A complete redesign of a mobile-first payments dashboard for a fintech startup.

NovaPay is a fintech startup helping small business owners manage payouts, track income, and generate reports in real time. Their web app was functional but had grown messy over time — inconsistent styles, confusing flows, and a layout that didn’t adapt well to mobile. They brought me on to lead a redesign of the product’s dashboard experience from the ground up.

Discovery & Research
We started with a short audit and a series of async interviews with internal team members and a handful of power users. The most common complaints were cluttered navigation, slow workflows (especially around creating invoices), and a general lack of visual clarity. I mapped out the current UX and identified core pain points — everything from redundant actions to unclear hierarchies.

Approach
My goal was to create a system that could grow with the product without becoming bloated. I introduced a flexible layout structure built around cards and contextual side panels. I simplified the information architecture, reduced the number of primary nav items, and grouped related actions together. Every screen was rebuilt from scratch in Figma using a modular design system I created specifically for NovaPay, with a clear typographic rhythm, accessible color palette, and fluid spacing.

Mobile Optimization
The original version barely worked on mobile, which was a huge issue for users on the go. I rebuilt the entire experience mobile-first, with adaptive UI patterns that worked seamlessly across breakpoints — including collapsible panels, swipeable cards, and sticky actions.

Design System & Handoff
To ensure consistency going forward, I delivered a shared Figma library with components, states, and documentation.
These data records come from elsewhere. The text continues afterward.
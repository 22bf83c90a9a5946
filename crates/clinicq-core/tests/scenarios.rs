mod common;

use clinicq_core::{EndServiceOutcome, FlowError};
use clinicq_types::{
    ArrivalMethod, CounterId, EstablishmentId, NotificationStatus, PatientId, QueueState,
    RequestKey, RequestState,
};
use common::{accepted, check_in, count_status, flow, mailbox, pin_of};
use std::time::Duration;

#[tokio::test]
async fn no_entry_means_no_authorization() {
    let flow = flow(1).await;
    let uid = PatientId::new("P1");

    let consumed = flow.planner().consume_on_arrival(&uid).await;
    assert!(matches!(consumed, Err(FlowError::NoAuthorization { .. })));

    let scanned = flow
        .verifier()
        .verify_arrival(&uid, &CounterId::new("C1"), ArrivalMethod::Rfid)
        .await;
    assert!(matches!(scanned, Err(FlowError::NoAuthorization { .. })));
}

#[tokio::test]
async fn scan_at_wrong_counter_creates_no_queue_entry() {
    let flow = flow(1).await;
    let uid = PatientId::new("P1");
    flow.planner()
        .advance(
            &uid,
            &CounterId::new("C1"),
            &EstablishmentId::new("E1"),
            RequestKey::generate(),
            0,
        )
        .await
        .unwrap();

    let result = flow
        .verifier()
        .verify_arrival(&uid, &CounterId::new("C2"), ArrivalMethod::Rfid)
        .await;
    let err = result.unwrap_err();
    assert_eq!(err.to_string(), "wrong counter, expected C1");

    assert!(flow.queue().history_for(&uid).await.unwrap().is_empty());
    assert!(flow.verifier().arrivals_for(&uid).await.unwrap().is_empty());
    assert!(flow.planner().lookup_authorization(&uid).await.unwrap().is_none());
}

#[tokio::test]
async fn verified_arrival_is_recorded_and_queued_once() {
    let flow = flow(1).await;
    let uid = PatientId::new("P1");
    let authorization = flow
        .planner()
        .advance(
            &uid,
            &CounterId::new("C1"),
            &EstablishmentId::new("E1"),
            RequestKey::generate(),
            0,
        )
        .await
        .unwrap();

    let queued = check_in(&flow, &uid, "C1").await;
    assert_eq!(queued.state, QueueState::Waiting);
    assert_eq!(queued.chain_order, 0);

    let records = flow.verifier().arrivals_for(&uid).await.unwrap();
    assert_eq!(records.len(), 1);
    assert_eq!(records[0].awaiting_key, authorization.awaiting_key);
    assert_eq!(records[0].method, ArrivalMethod::Rfid);

    let history = flow.queue().history_for(&uid).await.unwrap();
    assert_eq!(history.len(), 1);
    assert_eq!(count_status(&flow, &uid, NotificationStatus::Waiting).await, 1);
    assert!(flow.planner().lookup_authorization(&uid).await.unwrap().is_none());
}

#[tokio::test]
async fn two_step_chain_advances_then_completes() {
    let flow = flow(1).await;
    let uid = PatientId::new("P1");
    accepted(&flow, &uid, "C1").await;
    accepted(&flow, &uid, "C2").await;

    let first = check_in(&flow, &uid, "C1").await;
    flow.queue().admit_next(&CounterId::new("C1")).await.unwrap();
    let outcome = flow.queue().end_service(&first.queue_key).await.unwrap();
    let next = match outcome {
        EndServiceOutcome::Advanced { next, .. } => next,
        other => panic!("expected chain advance, got {:?}", other),
    };
    assert_eq!(next.counter_id.as_str(), "C2");
    assert_eq!(next.chain_order, 1);

    let current = flow.planner().lookup_authorization(&uid).await.unwrap().unwrap();
    assert_eq!(current.awaiting_key, next.awaiting_key);

    let second = check_in(&flow, &uid, "C2").await;
    assert_eq!(second.chain_order, 1);
    flow.queue().admit_next(&CounterId::new("C2")).await.unwrap();
    let outcome = flow.queue().end_service(&second.queue_key).await.unwrap();
    assert!(matches!(outcome, EndServiceOutcome::ChainCompleted(_)));

    assert!(flow.planner().lookup_authorization(&uid).await.unwrap().is_none());
    assert_eq!(flow.planner().chain_history(&uid).await.unwrap(), vec![0, 1]);

    let last = mailbox(&flow, &uid).await.pop().unwrap();
    assert_eq!(last.status, NotificationStatus::Completed);
    assert_eq!(last.counter_name, "Lab");
    assert_eq!(last.est_name, "North Clinic");
}

#[tokio::test]
async fn accepting_twice_is_already_resolved() {
    let flow = flow(1).await;
    let uid = PatientId::new("P1");
    let request_key = accepted(&flow, &uid, "C1").await;
    let before = flow.planner().lookup_authorization(&uid).await.unwrap().unwrap();

    let again = flow.ledger().accept(&request_key).await;
    assert!(matches!(
        again,
        Err(FlowError::AlreadyResolved {
            state: RequestState::Accepted,
            ..
        })
    ));

    let after = flow.planner().lookup_authorization(&uid).await.unwrap().unwrap();
    assert_eq!(before, after);
    assert_eq!(
        flow.planner()
            .awaiting_at(&CounterId::new("C1"))
            .await
            .unwrap()
            .len(),
        1
    );
}

#[tokio::test]
async fn end_service_twice_advances_once() {
    let flow = flow(1).await;
    let uid = PatientId::new("P1");
    accepted(&flow, &uid, "C1").await;
    accepted(&flow, &uid, "C2").await;
    let entry = check_in(&flow, &uid, "C1").await;
    flow.queue().admit_next(&CounterId::new("C1")).await.unwrap();

    let first = flow.queue().end_service(&entry.queue_key).await.unwrap();
    let notifications = mailbox(&flow, &uid).await.len();
    let second = flow.queue().end_service(&entry.queue_key).await.unwrap();

    let next = match first {
        EndServiceOutcome::Advanced { next, .. } => next,
        other => panic!("expected chain advance, got {:?}", other),
    };
    assert!(matches!(second, EndServiceOutcome::AlreadyCompleted(_)));
    assert_eq!(mailbox(&flow, &uid).await.len(), notifications);

    let current = flow.planner().lookup_authorization(&uid).await.unwrap().unwrap();
    assert_eq!(current.awaiting_key, next.awaiting_key);
}

#[tokio::test]
async fn reissue_recovers_from_wrong_counter() {
    let flow = flow(1).await;
    let uid = PatientId::new("P1");
    let request_key = accepted(&flow, &uid, "C1").await;

    let wrong = flow
        .verifier()
        .verify_arrival(&uid, &CounterId::new("C3"), ArrivalMethod::Rfid)
        .await;
    assert!(matches!(wrong, Err(FlowError::WrongCounter { .. })));
    assert_eq!(count_status(&flow, &uid, NotificationStatus::Cancelled).await, 1);

    let reissued = flow.ledger().reissue(&request_key).await.unwrap();
    assert_eq!(reissued.counter_id.as_str(), "C1");

    let queued = check_in(&flow, &uid, "C1").await;
    assert_eq!(queued.request_key, request_key);
}

#[tokio::test]
async fn revoke_cancels_unconsumed_authorization() {
    let flow = flow(1).await;
    let uid = PatientId::new("P1");
    let request_key = accepted(&flow, &uid, "C1").await;

    let revoked = flow.planner().revoke(&uid, &request_key).await.unwrap();
    assert_eq!(revoked.request.state, RequestState::Cancelled);
    assert!(revoked.promoted.is_none());
    assert!(flow.planner().lookup_authorization(&uid).await.unwrap().is_none());
    assert_eq!(count_status(&flow, &uid, NotificationStatus::Cancelled).await, 1);

    let scan = flow
        .verifier()
        .verify_arrival(&uid, &CounterId::new("C1"), ArrivalMethod::Rfid)
        .await;
    assert!(matches!(scan, Err(FlowError::NoAuthorization { .. })));
}

#[tokio::test]
async fn rejection_notifies_without_side_effects() {
    let flow = flow(1).await;
    let uid = PatientId::new("P1");
    let request = flow
        .ledger()
        .submit(&uid, &CounterId::new("C2"))
        .await
        .unwrap();
    flow.ledger()
        .reject(&request.request_key, "lab closed")
        .await
        .unwrap();

    let notes = mailbox(&flow, &uid).await;
    assert_eq!(notes.len(), 1);
    assert_eq!(notes[0].status, NotificationStatus::Rejected);
    assert!(notes[0].message.contains("lab closed"));
    assert!(flow.planner().lookup_authorization(&uid).await.unwrap().is_none());
}

#[tokio::test(start_paused = true)]
async fn pin_window_lapses_and_authorization_returns() {
    let flow = flow(1).await;
    let uid = PatientId::new("P1");
    accepted(&flow, &uid, "C1").await;

    flow.verifier()
        .verify_arrival(&uid, &CounterId::new("C1"), ArrivalMethod::ManualPin)
        .await
        .unwrap();

    // A failed attempt reopens the window.
    tokio::time::advance(Duration::from_secs(10)).await;
    let wrong = flow.verifier().submit_pin(&uid, "9999").await;
    assert!(matches!(wrong, Err(FlowError::VerificationFailed { .. })));
    tokio::time::advance(Duration::from_secs(10)).await;
    assert!(flow.verifier().pending(&uid).is_some());

    tokio::time::advance(Duration::from_secs(10)).await;
    let late = flow.verifier().submit_pin(&uid, &pin_of(&uid)).await;
    assert!(matches!(late, Err(FlowError::VerificationExpired { .. })));
    assert!(flow.planner().lookup_authorization(&uid).await.unwrap().is_some());

    let queued = check_in(&flow, &uid, "C1").await;
    assert_eq!(queued.state, QueueState::Waiting);
}

#[tokio::test]
async fn notifications_are_broadcast() {
    let flow = flow(1).await;
    let mut events = flow.subscribe();
    let uid = PatientId::new("P1");
    accepted(&flow, &uid, "C1").await;

    let envelope = events.recv().await.unwrap();
    assert_eq!(envelope.uid, uid);
    assert_eq!(envelope.notification.status, NotificationStatus::AwaitingArrival);
    assert_eq!(envelope.notification.counter_name, "Triage");
}

#[tokio::test]
async fn counter_views_follow_the_store() {
    let flow = flow(2).await;
    let counter = CounterId::new("C1");
    let mut awaiting = flow.watch_awaiting(&counter);
    let mut queue = flow.watch_queue(&counter);

    let uid = PatientId::new("P2");
    accepted(&flow, &uid, "C1").await;
    let inserted = awaiting.recv().await.unwrap();
    assert_eq!(inserted.key, "P2");

    check_in(&flow, &uid, "C1").await;
    // The authorization leaves the awaiting view when consumed.
    let removed = awaiting.recv().await.unwrap();
    assert!(removed.document.is_none());

    let queued = queue.recv().await.unwrap();
    assert!(queued.document.is_some());
    assert_eq!(flow.queue().waiting(&counter).await.unwrap().len(), 1);
}

#[tokio::test]
async fn accept_after_revoke_starts_a_new_chain() {
    let flow = flow(1).await;
    let uid = PatientId::new("P1");
    let revoked_key = accepted(&flow, &uid, "C1").await;
    flow.planner().revoke(&uid, &revoked_key).await.unwrap();
    assert_eq!(flow.planner().next_chain_order(&uid).await.unwrap(), 0);

    let request = flow
        .ledger()
        .submit(&uid, &CounterId::new("C2"))
        .await
        .unwrap();
    let acceptance = flow.ledger().accept(&request.request_key).await.unwrap();
    assert_eq!(acceptance.chain_order(), 0);
    let authorization = acceptance.authorization.unwrap();
    assert_eq!(authorization.counter_id.as_str(), "C2");

    let queued = check_in(&flow, &uid, "C2").await;
    assert_eq!(queued.chain_order, 0);
}

#[tokio::test]
async fn revoking_a_planned_step_keeps_the_chain_contiguous() {
    let flow = flow(1).await;
    let uid = PatientId::new("P1");
    accepted(&flow, &uid, "C1").await;
    let dropped = accepted(&flow, &uid, "C2").await;

    let revoked = flow.planner().revoke(&uid, &dropped).await.unwrap();
    assert!(revoked.authorization.is_none());
    assert!(revoked.promoted.is_none());

    let request = flow
        .ledger()
        .submit(&uid, &CounterId::new("C3"))
        .await
        .unwrap();
    let acceptance = flow.ledger().accept(&request.request_key).await.unwrap();
    assert_eq!(acceptance.chain_order(), 1);

    let first = check_in(&flow, &uid, "C1").await;
    flow.queue().admit_next(&CounterId::new("C1")).await.unwrap();
    let next = match flow.queue().end_service(&first.queue_key).await.unwrap() {
        EndServiceOutcome::Advanced { next, .. } => next,
        other => panic!("expected chain advance, got {:?}", other),
    };
    assert_eq!(next.counter_id.as_str(), "C3");
    assert_eq!(next.chain_order, 1);
}

#[tokio::test]
async fn revoking_the_live_step_moves_the_patient_on() {
    let flow = flow(1).await;
    let uid = PatientId::new("P1");
    let head = accepted(&flow, &uid, "C1").await;
    let second = accepted(&flow, &uid, "C2").await;

    let revoked = flow.planner().revoke(&uid, &head).await.unwrap();
    let promoted = revoked.promoted.unwrap();
    assert_eq!(promoted.request_key, second);
    assert_eq!(promoted.chain_order, 0);
    assert_eq!(
        flow.ledger().get(&second).await.unwrap().chain_order,
        Some(0)
    );

    let queued = check_in(&flow, &uid, "C2").await;
    assert_eq!(queued.chain_order, 0);
    flow.queue().admit_next(&CounterId::new("C2")).await.unwrap();
    let outcome = flow.queue().end_service(&queued.queue_key).await.unwrap();
    assert!(matches!(outcome, EndServiceOutcome::ChainCompleted(_)));
}

#[tokio::test]
async fn revoke_refuses_admitted_and_foreign_steps() {
    let flow = flow(2).await;
    let uid = PatientId::new("P1");
    let request_key = accepted(&flow, &uid, "C1").await;

    let foreign = flow.planner().revoke(&PatientId::new("P2"), &request_key).await;
    assert!(matches!(foreign, Err(FlowError::InvalidState(_))));

    flow.verifier()
        .verify_arrival(&uid, &CounterId::new("C1"), ArrivalMethod::Rfid)
        .await
        .unwrap();
    let checking_in = flow.planner().revoke(&uid, &request_key).await;
    assert!(matches!(checking_in, Err(FlowError::InvalidState(_))));

    flow.verifier().submit_pin(&uid, &pin_of(&uid)).await.unwrap();
    let admitted = flow.planner().revoke(&uid, &request_key).await;
    assert!(matches!(admitted, Err(FlowError::InvalidState(_))));
    assert_eq!(
        flow.ledger().get(&request_key).await.unwrap().state,
        RequestState::Accepted
    );
}

#[tokio::test]
async fn accept_during_pin_window_waits_behind_the_arrival() {
    let flow = flow(1).await;
    let uid = PatientId::new("P1");
    accepted(&flow, &uid, "C1").await;
    flow.verifier()
        .verify_arrival(&uid, &CounterId::new("C1"), ArrivalMethod::Rfid)
        .await
        .unwrap();
    assert!(flow.planner().lookup_authorization(&uid).await.unwrap().is_none());

    let request = flow
        .ledger()
        .submit(&uid, &CounterId::new("C2"))
        .await
        .unwrap();
    let acceptance = flow.ledger().accept(&request.request_key).await.unwrap();
    assert_eq!(acceptance.chain_order(), 1);
    assert!(acceptance.authorization.is_none());
    assert!(flow.planner().lookup_authorization(&uid).await.unwrap().is_none());

    let first = flow.verifier().submit_pin(&uid, &pin_of(&uid)).await.unwrap();
    flow.queue().admit_next(&CounterId::new("C1")).await.unwrap();
    let next = match flow.queue().end_service(&first.queue_key).await.unwrap() {
        EndServiceOutcome::Advanced { next, .. } => next,
        other => panic!("expected chain advance, got {:?}", other),
    };
    assert_eq!(next.counter_id.as_str(), "C2");
    assert_eq!(next.chain_order, 1);
}

#[tokio::test]
async fn reissue_waits_for_a_pending_arrival() {
    let flow = flow(1).await;
    let uid = PatientId::new("P1");
    accepted(&flow, &uid, "C1").await;
    let lost = accepted(&flow, &uid, "C2").await;
    flow.verifier()
        .verify_arrival(&uid, &CounterId::new("C1"), ArrivalMethod::Rfid)
        .await
        .unwrap();

    let early = flow.ledger().reissue(&lost).await;
    assert!(matches!(early, Err(FlowError::InvalidState(_))));
    assert!(flow.planner().lookup_authorization(&uid).await.unwrap().is_none());
}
I also worked closely with NovaPay’s engineers during implementation, providing assets and reviewing builds to catch inconsistencies before they shipped.

Impact
Within a month of launching the redesign, NovaPay reported a 30% drop in support tickets related to dashboard confusion. User satisfaction scores went up, and the design system made it easier for their team to roll out new features without design debt.

This project was a great example of how design clarity, structure, and careful systems thinking can directly improve a product’s usability and development velocity.